JBHI Journal 2026 Journal Article
Quantifying The Impact of Textile Thickness and Contact Pressure on Watch-type Bone-Conduction Phonocardiogram: A Validation Study
- Yumin Li
- Chenxi Yang
- Biao Wu
- Zifei He
- Zhijun Xiao
- Li Ling
- Foli Fan
- Junjie Pan
Phonocardiogram (PCG) has increasingly been applied to out-of-hospital monitoring and home health management. Among these, Bone-Conduction PCG (BCPCG) has emerged as a promising solution for long-term wearable cardiac sound monitoring due to its superior noise resistance and privacy protection. However, its acquisition is susceptible to variations in textile thickness and contact pressure, exacerbating instability in critical event detection. To systematically evaluate these influencing mechanisms, this study quantifies the impact of varying textile thickness (0–5. 92 mm) and pressure (0–15 N) combinations on BCPCG. First, an equivalent mass–damping–spring model was employed to assess the transmission dynamics qualitatively.

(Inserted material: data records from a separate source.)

//! Declarative field rules
//!
//! A [`Rule`] is a bag of optional constraints. Rules for the same field are
//! merged by shallow extension: keys present in the newer rule replace the
//! older values, absent keys leave them untouched.

use crate::dom::ElementId;
use crate::error::{Error, Result};
use regex::Regex;
use serde::{Deserialize, Deserializer, Serialize, Serializer};
use std::fmt;
use std::str::FromStr;

/// Kind of value a field holds
#[derive(Debug, Clone, Copy, PartialEq, Eq, Hash, Serialize, Deserialize)]
#[serde(rename_all = "lowercase")]
pub enum FieldType {
    /// Letters and digits
    Alnum,
    /// Letters only
    Alpha,
    /// Printable ASCII text
    Ascii,
    /// Email address
    Email,
    /// Digits only
    Number,
    /// Free text, validated as printable ASCII
    Text,
    /// Checkbox; only `required` applies
    Checkbox,
}

impl FromStr for FieldType {
    type Err = Error;

    fn from_str(s: &str) -> Result<Self> {
        match s {
            "alnum" => Ok(FieldType::Alnum),
            "alpha" => Ok(FieldType::Alpha),
            "ascii" => Ok(FieldType::Ascii),
            "email" => Ok(FieldType::Email),
            "number" => Ok(FieldType::Number),
            "text" => Ok(FieldType::Text),
            "checkbox" => Ok(FieldType::Checkbox),
            _ => Err(Error::Type(format!("unknown field type '{}'", s))),
        }
    }
}

impl FieldType {
    /// Get the type as a string
    pub fn as_str(&self) -> &'static str {
        match self {
            FieldType::Alnum => "alnum",
            FieldType::Alpha => "alpha",
            FieldType::Ascii => "ascii",
            FieldType::Email => "email",
            FieldType::Number => "number",
            FieldType::Text => "text",
            FieldType::Checkbox => "checkbox",
        }
    }
}

impl fmt::Display for FieldType {
    fn fmt(&self, f: &mut fmt::Formatter<'_>) -> fmt::Result {
        write!(f, "{}", self.as_str())
    }
}

/// Length constraint: a bare maximum or explicit bounds
#[derive(Debug, Clone, Copy, PartialEq, Eq, Serialize, Deserialize)]
#[serde(untagged)]
pub enum Length {
    /// Bare number, read as "at most n"
    Max(usize),
    /// Explicit bounds, either side optional
    Bounds {
        /// Lower bound
        #[serde(default, skip_serializing_if = "Option::is_none")]
        min: Option<usize>,
        /// Upper bound
        #[serde(default, skip_serializing_if = "Option::is_none")]
        max: Option<usize>,
    },
}

impl Length {
    /// At least `min`
    pub fn min(min: usize) -> Self {
        Length::Bounds {
            min: Some(min),
            max: None,
        }
    }

    /// At most `max`
    pub fn max(max: usize) -> Self {
        Length::Bounds {
            min: None,
            max: Some(max),
        }
    }

    /// Between `min` and `max` inclusive
    pub fn between(min: usize, max: usize) -> Self {
        Length::Bounds {
            min: Some(min),
            max: Some(max),
        }
    }
}

/// Compiled regular expression carried by a rule
#[derive(Debug, Clone)]
pub struct Pattern(Regex);

impl Pattern {
    /// Compile a pattern from source
    pub fn new(source: &str) -> Result<Self> {
        Regex::new(source)
            .map(Pattern)
            .map_err(|e| Error::Value(format!("invalid regex '{}': {}", source, e)))
    }

    /// Pattern source
    pub fn as_str(&self) -> &str {
        self.0.as_str()
    }

    /// Test a value against the pattern
    pub fn is_match(&self, value: &str) -> bool {
        self.0.is_match(value)
    }
}

impl From<Regex> for Pattern {
    fn from(regex: Regex) -> Self {
        Pattern(regex)
    }
}

impl PartialEq for Pattern {
    fn eq(&self, other: &Self) -> bool {
        self.as_str() == other.as_str()
    }
}

impl Serialize for Pattern {
    fn serialize<S: Serializer>(&self, serializer: S) -> std::result::Result<S::Ok, S::Error> {
        serializer.serialize_str(self.as_str())
    }
}

impl<'de> Deserialize<'de> for Pattern {
    fn deserialize<D: Deserializer<'de>>(deserializer: D) -> std::result::Result<Self, D::Error> {
        let source = String::deserialize(deserializer)?;
        Pattern::new(&source).map_err(serde::de::Error::custom)
    }
}

/// Rule keys, for targeted lookup and removal
#[derive(Debug, Clone, Copy, PartialEq, Eq, Hash)]
pub enum RuleKey {
    /// `required`
    Required,
    /// `type`
    Type,
    /// `length`
    Length,
    /// `allowWhitespace`
    AllowWhitespace,
    /// `matchCase`
    MatchCase,
    /// `regex`
    Regex,
    /// `field`
    Field,
}

impl FromStr for RuleKey {
    type Err = Error;

    /// Parse from the JSON key name
    fn from_str(s: &str) -> Result<Self> {
        match s {
            "required" => Ok(RuleKey::Required),
            "type" => Ok(RuleKey::Type),
            "length" => Ok(RuleKey::Length),
            "allowWhitespace" => Ok(RuleKey::AllowWhitespace),
            "matchCase" => Ok(RuleKey::MatchCase),
            "regex" => Ok(RuleKey::Regex),
            "field" | "fieldId" => Ok(RuleKey::Field),
            _ => Err(Error::Type(format!("unknown rule key '{}'", s))),
        }
    }
}

/// Value stored under a rule key
#[derive(Debug, Clone, PartialEq)]
pub enum RuleValue {
    /// Boolean flags
    Bool(bool),
    /// Field type
    Type(FieldType),
    /// Length constraint
    Length(Length),
    /// Regular expression
    Pattern(Pattern),
    /// Owning field
    Field(ElementId),
}

/// Declarative constraints for one field
#[derive(Debug, Clone, Default, PartialEq, Serialize, Deserialize)]
#[serde(rename_all = "camelCase")]
pub struct Rule {
    /// Value must be present (checked, for checkboxes)
    #[serde(default, skip_serializing_if = "Option::is_none")]
    pub required: Option<bool>,

    /// Kind of value
    #[serde(default, rename = "type", skip_serializing_if = "Option::is_none")]
    pub field_type: Option<FieldType>,

    /// Length constraint
    #[serde(default, skip_serializing_if = "Option::is_none")]
    pub length: Option<Length>,

    /// Whether whitespace is accepted by the character-class validators
    #[serde(default, skip_serializing_if = "Option::is_none")]
    pub allow_whitespace: Option<bool>,

    /// Whether letter case is significant
    #[serde(default, skip_serializing_if = "Option::is_none")]
    pub match_case: Option<bool>,

    /// Custom regular expression
    #[serde(default, skip_serializing_if = "Option::is_none")]
    pub regex: Option<Pattern>,

    /// Owning field
    #[serde(default, alias = "fieldId", skip_serializing_if = "Option::is_none")]
    pub field: Option<ElementId>,
}

impl Rule {
    /// Create an empty rule
    pub fn new() -> Self {
        Self::default()
    }

    /// Create a rule targeting a field
    pub fn for_field(id: impl Into<ElementId>) -> Self {
        Self {
            field: Some(id.into()),
            ..Self::default()
        }
    }

    /// Parse a rule from JSON
    pub fn from_json(json: &str) -> Result<Self> {
        Ok(serde_json::from_str(json)?)
    }

    /// Set `required`
    pub fn required(mut self, required: bool) -> Self {
        self.required = Some(required);
        self
    }

    /// Set `type`
    pub fn of_type(mut self, field_type: FieldType) -> Self {
        self.field_type = Some(field_type);
        self
    }

    /// Set `length`
    pub fn length(mut self, length: Length) -> Self {
        self.length = Some(length);
        self
    }

    /// Set `allowWhitespace`
    pub fn allow_whitespace(mut self, allow: bool) -> Self {
        self.allow_whitespace = Some(allow);
        self
    }

    /// Set `matchCase`
    pub fn match_case(mut self, match_case: bool) -> Self {
        self.match_case = Some(match_case);
        self
    }

    /// Compile and set `regex`
    pub fn regex(mut self, source: &str) -> Result<Self> {
        self.regex = Some(Pattern::new(source)?);
        Ok(self)
    }

    /// Set an already compiled `regex`
    pub fn pattern(mut self, regex: Regex) -> Self {
        self.regex = Some(Pattern::from(regex));
        self
    }

    /// Set the owning field
    pub fn field(mut self, id: impl Into<ElementId>) -> Self {
        self.field = Some(id.into());
        self
    }

    /// Whether `required` is set to true
    pub fn is_required(&self) -> bool {
        self.required == Some(true)
    }

    /// Whether the rule targets a checkbox
    pub fn is_checkbox(&self) -> bool {
        self.field_type == Some(FieldType::Checkbox)
    }

    /// Normalized id of the owning field
    pub fn field_id(&self) -> Option<String> {
        self.field.as_ref().map(ElementId::normalized)
    }

    /// Shallow-extend with another rule: present keys overwrite
    pub fn extend(&mut self, other: &Rule) {
        if other.required.is_some() {
            self.required = other.required;
        }
        if other.field_type.is_some() {
            self.field_type = other.field_type;
        }
        if other.length.is_some() {
            self.length = other.length;
        }
        if other.allow_whitespace.is_some() {
            self.allow_whitespace = other.allow_whitespace;
        }
        if other.match_case.is_some() {
            self.match_case = other.match_case;
        }
        if other.regex.is_some() {
            self.regex = other.regex.clone();
        }
        if other.field.is_some() {
            self.field = other.field.clone();
        }
    }

    /// Remove one key
    pub fn remove(&mut self, key: RuleKey) {
        match key {
            RuleKey::Required => self.required = None,
            RuleKey::Type => self.field_type = None,
            RuleKey::Length => self.length = None,
            RuleKey::AllowWhitespace => self.allow_whitespace = None,
            RuleKey::MatchCase => self.match_case = None,
            RuleKey::Regex => self.regex = None,
            RuleKey::Field => self.field = None,
        }
    }

    /// Value stored under a key, if any
    pub fn get(&self, key: RuleKey) -> Option<RuleValue> {
        match key {
            RuleKey::Required => self.required.map(RuleValue::Bool),
            RuleKey::Type => self.field_type.map(RuleValue::Type),
            RuleKey::Length => self.length.map(RuleValue::Length),
            RuleKey::AllowWhitespace => self.allow_whitespace.map(RuleValue::Bool),
            RuleKey::MatchCase => self.match_case.map(RuleValue::Bool),
            RuleKey::Regex => self.regex.clone().map(RuleValue::Pattern),
            RuleKey::Field => self.field.clone().map(RuleValue::Field),
        }
    }
}

#[cfg(test)]
mod tests {
    use super::*;
    use pretty_assertions::assert_eq;

    #[test]
    fn test_extend_is_shallow_override() {
        let mut rule = Rule::new().length(Length::Max(5));
        rule.extend(&Rule::new().of_type(FieldType::Ascii));
        assert_eq!(rule.length, Some(Length::Max(5)));
        assert_eq!(rule.field_type, Some(FieldType::Ascii));

        rule.extend(&Rule::new().length(Length::min(2)));
        assert_eq!(rule.length, Some(Length::min(2)));
        assert_eq!(rule.field_type, Some(FieldType::Ascii));
    }

    #[test]
    fn test_remove_and_get() {
        let mut rule = Rule::new().required(true).of_type(FieldType::Email);
        assert_eq!(rule.get(RuleKey::Required), Some(RuleValue::Bool(true)));
        rule.remove(RuleKey::Required);
        assert_eq!(rule.get(RuleKey::Required), None);
        assert_eq!(rule.get(RuleKey::Type), Some(RuleValue::Type(FieldType::Email)));
    }

    #[test]
    fn test_rule_from_json() {
        let rule = Rule::from_json(
            r#"{"fieldId": "phone", "type": "number", "length": {"min": 7}, "matchCase": true}"#,
        )
        .unwrap();
        assert_eq!(rule.field_id().as_deref(), Some("phone"));
        assert_eq!(rule.field_type, Some(FieldType::Number));
        assert_eq!(rule.length, Some(Length::min(7)));
        assert_eq!(rule.match_case, Some(true));

        let rule = Rule::from_json(r#"{"field": 3, "length": 5, "regex": "^a"}"#).unwrap();
        assert_eq!(rule.field_id().as_deref(), Some("3"));
        assert_eq!(rule.length, Some(Length::Max(5)));
        assert!(rule.regex.as_ref().unwrap().is_match("abc"));
    }

    #[test]
    fn test_rule_from_json_rejects_bad_input() {
        assert!(Rule::from_json(r#"{"type": "colour"}"#).is_err());
        assert!(Rule::from_json(r#"{"regex": "("}"#).is_err());
        assert!(Rule::from_json("5").is_err());
    }

    #[test]
    fn test_rule_serializes_camel_case() {
        let rule = Rule::for_field("name")
            .allow_whitespace(true)
            .length(Length::between(2, 4));
        let json = serde_json::to_value(&rule).unwrap();
        assert_eq!(
            json,
            serde_json::json!({
                "allowWhitespace": true,
                "length": {"min": 2, "max": 4},
                "field": "name"
            })
        );
    }

    #[test]
    fn test_invalid_regex_is_value_error() {
        assert!(matches!(Rule::new().regex("[a-"), Err(Error::Value(_))));
    }

    #[test]
    fn test_rule_key_from_str() {
        assert_eq!("fieldId".parse::<RuleKey>().unwrap(), RuleKey::Field);
        assert_eq!(
            "allowWhitespace".parse::<RuleKey>().unwrap(),
            RuleKey::AllowWhitespace
        );
        assert!("colour".parse::<RuleKey>().is_err());
    }

    #[test]
    fn test_field_type_parse() {
        assert_eq!("number".parse::<FieldType>().unwrap(), FieldType::Number);
        assert!(matches!("date".parse::<FieldType>(), Err(Error::Type(_))));
    }
}
//! Command-line interface for smartform

#[cfg(feature = "cli")]
use clap::{Parser, Subcommand};

#[cfg(feature = "cli")]
use serde::Deserialize;
#[cfg(feature = "cli")]
use std::fs;
#[cfg(feature = "cli")]
use std::path::PathBuf;
#[cfg(feature = "cli")]
use std::rc::Rc;

#[cfg(feature = "cli")]
use smartform::dom::{ElementId, MemoryElement};
#[cfg(feature = "cli")]
use smartform::{FieldCollection, FieldSet, Rule};

/// Exit code for a valid form
#[cfg(feature = "cli")]
const EXIT_VALID: i32 = 0;
/// Exit code for an invalid form
#[cfg(feature = "cli")]
const EXIT_INVALID: i32 = 1;
/// Exit code for unreadable input
#[cfg(feature = "cli")]
const EXIT_USAGE: i32 = 2;

#[cfg(feature = "cli")]
#[derive(Parser, Debug)]
#[command(name = "smartform")]
#[command(author, version, about = "Form field validation tool", long_about = None)]
struct Cli {
    #[command(subcommand)]
    command: Commands,
}

#[cfg(feature = "cli")]
#[derive(Subcommand, Debug)]
enum Commands {
    /// Validate the fields described in a JSON file
    Check {
        /// Path to the JSON description
        #[arg(value_name = "FILE")]
        file: PathBuf,

        /// Output as JSON
        #[arg(long)]
        json: bool,
    },
}

/// Input file: `{"fields": [...]}`
#[cfg(feature = "cli")]
#[derive(Debug, Deserialize)]
struct CheckInput {
    fields: Vec<FieldEntry>,
}

#[cfg(feature = "cli")]
#[derive(Debug, Deserialize)]
struct FieldEntry {
    id: ElementId,
    #[serde(rename = "type", default)]
    input_type: Option<String>,
    #[serde(default)]
    value: Option<String>,
    #[serde(default)]
    checked: bool,
    #[serde(default)]
    rule: Option<Rule>,
}

#[cfg(feature = "cli")]
impl FieldEntry {
    fn element(&self) -> MemoryElement {
        let element = match self.input_type.as_deref() {
            Some("checkbox") => MemoryElement::checkbox(self.id.clone()),
            Some("submit") => MemoryElement::submit().with_id(self.id.clone()),
            Some(other) => MemoryElement::input(self.id.clone()).with_type(other),
            None => MemoryElement::input(self.id.clone()),
        };
        if let Some(value) = &self.value {
            element.set_value(value);
        }
        element.set_checked(self.checked);
        element
    }
}

#[cfg(feature = "cli")]
fn main() {
    tracing_subscriber::fmt()
        .with_env_filter(tracing_subscriber::EnvFilter::from_default_env())
        .with_writer(std::io::stderr)
        .init();

    let cli = Cli::parse();

    let result = match cli.command {
        Commands::Check { file, json } => cmd_check(file, json),
    };

    match result {
        Ok(true) => std::process::exit(EXIT_VALID),
        Ok(false) => std::process::exit(EXIT_INVALID),
        Err(e) => {
            eprintln!("Error: {}", e);
            std::process::exit(EXIT_USAGE);
        }
    }
}

#[cfg(feature = "cli")]
fn cmd_check(path: PathBuf, json_output: bool) -> Result<bool, Box<dyn std::error::Error>> {
    let content = fs::read_to_string(&path)?;
    let input: CheckInput = serde_json::from_str(&content)?;

    let mut set = FieldSet::new();
    for entry in &input.fields {
        let element: Rc<MemoryElement> = Rc::new(entry.element());
        set.add_field(element, entry.rule.clone())?;
    }

    let mut report = Vec::new();
    let mut valid = true;
    for field in set.get_fields().iter().filter(|f| !f.is_submit_button()) {
        let passed = field.validate()?;
        valid &= passed;
        report.push((field.id().unwrap_or_default().to_string(), passed));
    }

    if json_output {
        let fields: Vec<_> = report
            .iter()
            .map(|(id, passed)| serde_json::json!({ "id": id, "valid": passed }))
            .collect();
        let output = serde_json::json!({ "valid": valid, "fields": fields });
        println!("{}", serde_json::to_string_pretty(&output)?);
    } else {
        for (id, passed) in &report {
            let mark = if *passed { "✓" } else { "✗" };
            println!("{} {}", mark, id);
        }
        println!();
        if valid {
            println!("Form is valid");
        } else {
            println!("Form is invalid");
        }
    }

    Ok(valid)
}

#[cfg(not(feature = "cli"))]
fn main() {
    eprintln!("CLI feature not enabled. Rebuild with --features cli");
    std::process::exit(1);
}
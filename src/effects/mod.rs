//! Presentation effects
//!
//! Effects react to validation outcomes by mutating the element: classes,
//! attributes, anything presentational. Built-ins always run first, addons
//! follow in registration order.

pub mod builtins;
pub mod shared;

use crate::dom::Element;
use crate::error::{Error, Result};
use crate::names::{qualified_name, validate_name};
use crate::registry::{AddonRegistry, Listing, Scope};
use std::fmt;
use std::rc::Rc;

pub use builtins::{is_submit_button, BuiltinEffect, BUILTIN_EFFECTS};

/// Handler invoked with the element
pub type EffectFn = Rc<dyn Fn(&dyn Element)>;

/// A user-supplied effect
#[derive(Clone)]
pub struct Effect {
    name: String,
    namespace: Option<String>,
    init: Option<EffectFn>,
    valid: EffectFn,
    invalid: EffectFn,
}

impl Effect {
    /// Create an effect from its `valid` and `invalid` handlers
    pub fn new(
        name: &str,
        valid: impl Fn(&dyn Element) + 'static,
        invalid: impl Fn(&dyn Element) + 'static,
    ) -> Self {
        Self {
            name: name.to_string(),
            namespace: None,
            init: None,
            valid: Rc::new(valid),
            invalid: Rc::new(invalid),
        }
    }

    /// Register under a namespace
    pub fn with_namespace(mut self, namespace: &str) -> Self {
        self.namespace = Some(namespace.to_string());
        self
    }

    /// Handler run once when the effect is bound to an element
    pub fn with_init(mut self, init: impl Fn(&dyn Element) + 'static) -> Self {
        self.init = Some(Rc::new(init));
        self
    }

    /// Name without namespace
    pub fn name(&self) -> &str {
        &self.name
    }

    /// Namespace, if any
    pub fn namespace(&self) -> Option<&str> {
        self.namespace.as_deref()
    }

    /// Namespaced identity
    pub fn identity(&self) -> String {
        qualified_name(self.name.trim(), self.namespace.as_deref())
    }

    /// Run `init`, if present
    pub fn init(&self, element: &dyn Element) {
        if let Some(init) = &self.init {
            init(element);
        }
    }

    /// Run `valid` or `invalid`
    pub fn apply(&self, element: &dyn Element, valid: bool) {
        if valid {
            (self.valid)(element);
        } else {
            (self.invalid)(element);
        }
    }
}

impl fmt::Debug for Effect {
    fn fmt(&self, f: &mut fmt::Formatter<'_>) -> fmt::Result {
        f.debug_struct("Effect")
            .field("name", &self.name)
            .field("namespace", &self.namespace)
            .field("init", &self.init.is_some())
            .finish_non_exhaustive()
    }
}

/// Built-in table plus addon effects of one owner.
///
/// Unless detached, a registry falls back to the thread's shared effects
/// for every identity it does not register itself.
#[derive(Clone)]
pub struct EffectRegistry {
    builtins: bool,
    inherit: bool,
    addons: AddonRegistry<Effect>,
}

impl Default for EffectRegistry {
    fn default() -> Self {
        Self::new()
    }
}

impl EffectRegistry {
    /// Create a registry holding only the built-ins
    pub fn new() -> Self {
        Self {
            builtins: true,
            inherit: true,
            addons: AddonRegistry::new("effect"),
        }
    }

    /// Create a registry without the built-ins or the shared effects
    pub fn without_builtins() -> Self {
        Self {
            builtins: false,
            inherit: false,
            ..Self::new()
        }
    }

    /// Create a registry that ignores the shared effects
    pub(crate) fn detached() -> Self {
        Self {
            inherit: false,
            ..Self::new()
        }
    }

    /// Built-ins available to this registry
    pub fn builtins(&self) -> &'static [BuiltinEffect] {
        if self.builtins {
            &BUILTIN_EFFECTS
        } else {
            &[]
        }
    }

    /// Check an effect's shape and identity, then store it; returns its
    /// identity. `init` is left to the owner, which knows the element.
    pub fn register(&mut self, effect: Effect) -> Result<String> {
        let name = validate_name("name", effect.name())?;
        if BuiltinEffect::from_name(name).is_some() {
            return Err(Error::reserved("effect", name));
        }
        let identity = effect.identity();
        if BuiltinEffect::from_name(&identity).is_some() {
            return Err(Error::reserved("effect", &identity));
        }
        self.addons.register(identity.clone(), effect)?;
        tracing::debug!(effect = %identity, "registered addon effect");
        Ok(identity)
    }

    /// Whether an identity is registered here (built-in or own addon)
    pub fn contains(&self, identity: &str) -> bool {
        self.builtins().iter().any(|b| b.name() == identity) || self.addons.contains(identity)
    }

    /// Number of effects registered here, built-ins included
    pub fn len(&self) -> usize {
        self.builtins().len() + self.addons.len()
    }

    /// Whether no effect is registered at all
    pub fn is_empty(&self) -> bool {
        self.len() == 0
    }

    /// Addons in registration order
    pub fn addons(&self) -> impl Iterator<Item = &Effect> {
        self.addons.iter().map(|(_, effect)| effect)
    }

    /// Shared effects not shadowed by an own addon
    pub fn inherited(&self) -> Vec<Effect> {
        if !self.inherit {
            return Vec::new();
        }
        shared::snapshot()
            .into_iter()
            .filter(|effect| !self.addons.contains(&effect.identity()))
            .collect()
    }

    /// List built-ins and/or addons, own addons before inherited ones
    pub fn listing(&self, scope: Scope) -> Listing<BuiltinEffect, Effect> {
        let inherited = self.inherited();
        if inherited.is_empty() {
            return self.addons.listing(self.builtins(), scope);
        }
        let mut merged = self.addons.clone();
        merged.extend_missing(inherited.into_iter().map(|e| (e.identity(), e)));
        merged.listing(self.builtins(), scope)
    }

    /// Snapshot of own and inherited addons, so handlers can run without a
    /// borrow held
    pub fn snapshot(&self) -> Vec<Effect> {
        let mut effects: Vec<Effect> = self.addons().cloned().collect();
        effects.extend(self.inherited());
        effects
    }
}

/// Run the given built-ins, then the given addons, against an element
pub fn apply_all(element: &dyn Element, builtins: &[BuiltinEffect], addons: &[Effect], valid: bool) {
    for builtin in builtins {
        builtin.apply(element, valid);
    }
    for effect in addons {
        effect.apply(element, valid);
    }
}

#[cfg(test)]
mod tests {
    use super::*;
    use crate::dom::MemoryElement;
    use std::cell::Cell;

    fn noop(name: &str) -> Effect {
        Effect::new(name, |_| {}, |_| {})
    }

    #[test]
    fn test_namespaced_identities_are_distinct() {
        let mut registry = EffectRegistry::new();
        assert_eq!(registry.register(noop("x")).unwrap(), "x");
        assert_eq!(registry.register(noop("x").with_namespace("a")).unwrap(), "a.x");
        let err = registry.register(noop("x").with_namespace("a")).unwrap_err();
        assert!(matches!(err, Error::KeyExists(_)));
        assert_eq!(registry.len(), BUILTIN_EFFECTS.len() + 2);
    }

    #[test]
    fn test_reserved_and_empty_names() {
        let mut registry = EffectRegistry::new();
        assert!(matches!(
            registry.register(noop("validation-border")),
            Err(Error::KeyExists(_))
        ));
        assert!(matches!(
            registry.register(noop("submit-toggle").with_namespace("mine")),
            Err(Error::KeyExists(_))
        ));
        assert!(matches!(registry.register(noop(" ")), Err(Error::Empty(_))));
    }

    #[test]
    fn test_apply_runs_exactly_one_handler() {
        let valid = Rc::new(Cell::new(0));
        let invalid = Rc::new(Cell::new(0));
        let (v, i) = (Rc::clone(&valid), Rc::clone(&invalid));
        let effect = Effect::new(
            "count",
            move |_| v.set(v.get() + 1),
            move |_| i.set(i.get() + 1),
        );

        let element = MemoryElement::input("name");
        apply_all(&element, &BUILTIN_EFFECTS, &[effect.clone()], true);
        apply_all(&element, &BUILTIN_EFFECTS, &[effect], false);
        assert_eq!(valid.get(), 1);
        assert_eq!(invalid.get(), 1);
        assert!(element.has_class(builtins::INVALID_CLASS));
    }

    #[test]
    fn test_init_runs_when_present() {
        let element = MemoryElement::input("name");
        noop("plain").init(&element);
        Effect::new("marked", |_| {}, |_| {})
            .with_init(|el| el.add_class("marked"))
            .init(&element);
        assert_eq!(element.classes(), vec!["marked"]);
    }

    #[test]
    fn test_own_addons_shadow_shared_effects() {
        shared::use_shared_effect(noop("glow")).unwrap();
        shared::use_shared_effect(noop("pulse").with_namespace("ui")).unwrap();

        let mut registry = EffectRegistry::new();
        assert!(!registry.contains("glow"));
        assert_eq!(
            registry.listing(Scope::Addon).addon_identities(),
            vec!["glow", "ui.pulse"]
        );

        registry
            .register(Effect::new("glow", |el| el.add_class("own"), |_| {}))
            .unwrap();
        registry.register(noop("x")).unwrap();
        assert_eq!(
            registry.listing(Scope::Addon).addon_identities(),
            vec!["glow", "x", "ui.pulse"]
        );

        let element = MemoryElement::input("name");
        let snapshot = registry.snapshot();
        assert_eq!(snapshot.len(), 3);
        apply_all(&element, &[], &snapshot, true);
        assert!(element.has_class("own"));

        assert!(EffectRegistry::without_builtins().inherited().is_empty());
        assert!(EffectRegistry::detached().inherited().is_empty());
    }

    #[test]
    fn test_listing() {
        let mut registry = EffectRegistry::new();
        registry.register(noop("x")).unwrap();
        assert_eq!(registry.listing(Scope::Default).defaults().len(), 3);
        assert_eq!(registry.listing(Scope::Addon).addon_identities(), vec!["x"]);
    }
}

Subsequently, rigorous experiments were designed to collect signals and compare key features, including S1/S2 localization accuracy, pseudo signal-to-noise ratio (PSNR), and spectral centroid (SC). The results demonstrate that BCPCG signals remain relatively stable within the 0–2 N range, exhibit slight degradation between 3–5 N, and experience a marked decline under high pressure (10–15 N), where the PSNR drops by nearly 50% and S1 localization accuracy decreases to 70. 27%. This may stem from tissue tremors and amplified high-frequency noise under high pressure. Meanwhile, textile thickness at low pressures primarily affects high-frequency components without significantly impacting localization accuracy. Finally, a classification model based on Top-11 features identified contact pressure intervals (0–2 N, 3–5 N, 10–15 N), and the macro-averaged AUC reached 0. 985. This study validates the feasibility of pressure-inverse inference using BCPCG features, providing theoretical and practical foundations for real-world applications.